Collected data entries:
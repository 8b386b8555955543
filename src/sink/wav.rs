use hound::{SampleFormat, WavSpec, WavWriter};
use std::fs::File;
use std::io::BufWriter;

use super::{AudioSink, SAMPLE_RATE_PROBE_ORDER};
use crate::error::{CwError, CwResult};

/// Writes the sample stream to a 16-bit mono WAV file, grounded on the
/// teacher's `audio::save_audio_to_wav`.
pub struct WavSink {
    path: String,
    sample_rate: u32,
    writer: Option<WavWriter<BufWriter<File>>>,
}

impl WavSink {
    pub fn new(path: impl Into<String>) -> Self {
        WavSink {
            path: path.into(),
            sample_rate: 0,
            writer: None,
        }
    }
}

impl AudioSink for WavSink {
    fn open(&mut self, probe_rates: &[u32]) -> CwResult<u32> {
        let rate = probe_rates
            .first()
            .copied()
            .unwrap_or(SAMPLE_RATE_PROBE_ORDER.last().copied().unwrap());
        let spec = WavSpec {
            channels: 1,
            sample_rate: rate,
            bits_per_sample: 16,
            sample_format: SampleFormat::Int,
        };
        let writer = WavWriter::create(&self.path, spec)
            .map_err(|e| CwError::Unavailable(format!("cannot create wav file: {e}")))?;
        self.sample_rate = rate;
        self.writer = Some(writer);
        Ok(rate)
    }

    fn write(&mut self, samples: &[i16]) -> CwResult<()> {
        let writer = self
            .writer
            .as_mut()
            .ok_or_else(|| CwError::Internal("wav sink written before open".into()))?;
        for &s in samples {
            writer
                .write_sample(s)
                .map_err(|e| CwError::Internal(format!("wav write failed: {e}")))?;
        }
        Ok(())
    }

    fn close(&mut self) -> CwResult<()> {
        if let Some(writer) = self.writer.take() {
            writer
                .finalize()
                .map_err(|e| CwError::Internal(format!("wav finalize failed: {e}")))?;
        }
        Ok(())
    }
}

__What the task requires__
From the line containing "let rate = probe_rates" through the last line of the records above, reproduce every line exactly.

__Response below__
        let rate = probe_rates
            .first()
            .copied()
            .unwrap_or(SAMPLE_RATE_PROBE_ORDER.last().copied().unwrap());
        let spec = WavSpec {
            channels: 1,
            sample_rate: rate,
            bits_per_sample: 16,
            sample_format: SampleFormat::Int,
        };
        let writer = WavWriter::create(&self.path, spec)
            .map_err(|e| CwError::Unavailable(format!("cannot create wav file: {e}")))?;
        self.sample_rate = rate;
        self.writer = Some(writer);
        Ok(rate)
    }

    fn write(&mut self, samples: &[i16]) -> CwResult<()> {
        let writer = self
            .writer
            .as_mut()
            .ok_or_else(|| CwError::Internal("wav sink written before open".into()))?;
        for &s in samples {
            writer
                .write_sample(s)
                .map_err(|e| CwError::Internal(format!("wav write failed: {e}")))?;
        }
        Ok(())
    }

    fn close(&mut self) -> CwResult<()> {
        if let Some(writer) = self.writer.take() {
            writer
                .finalize()
                .map_err(|e| CwError::Internal(format!("wav finalize failed: {e}")))?;
        }
        Ok(())
    }
}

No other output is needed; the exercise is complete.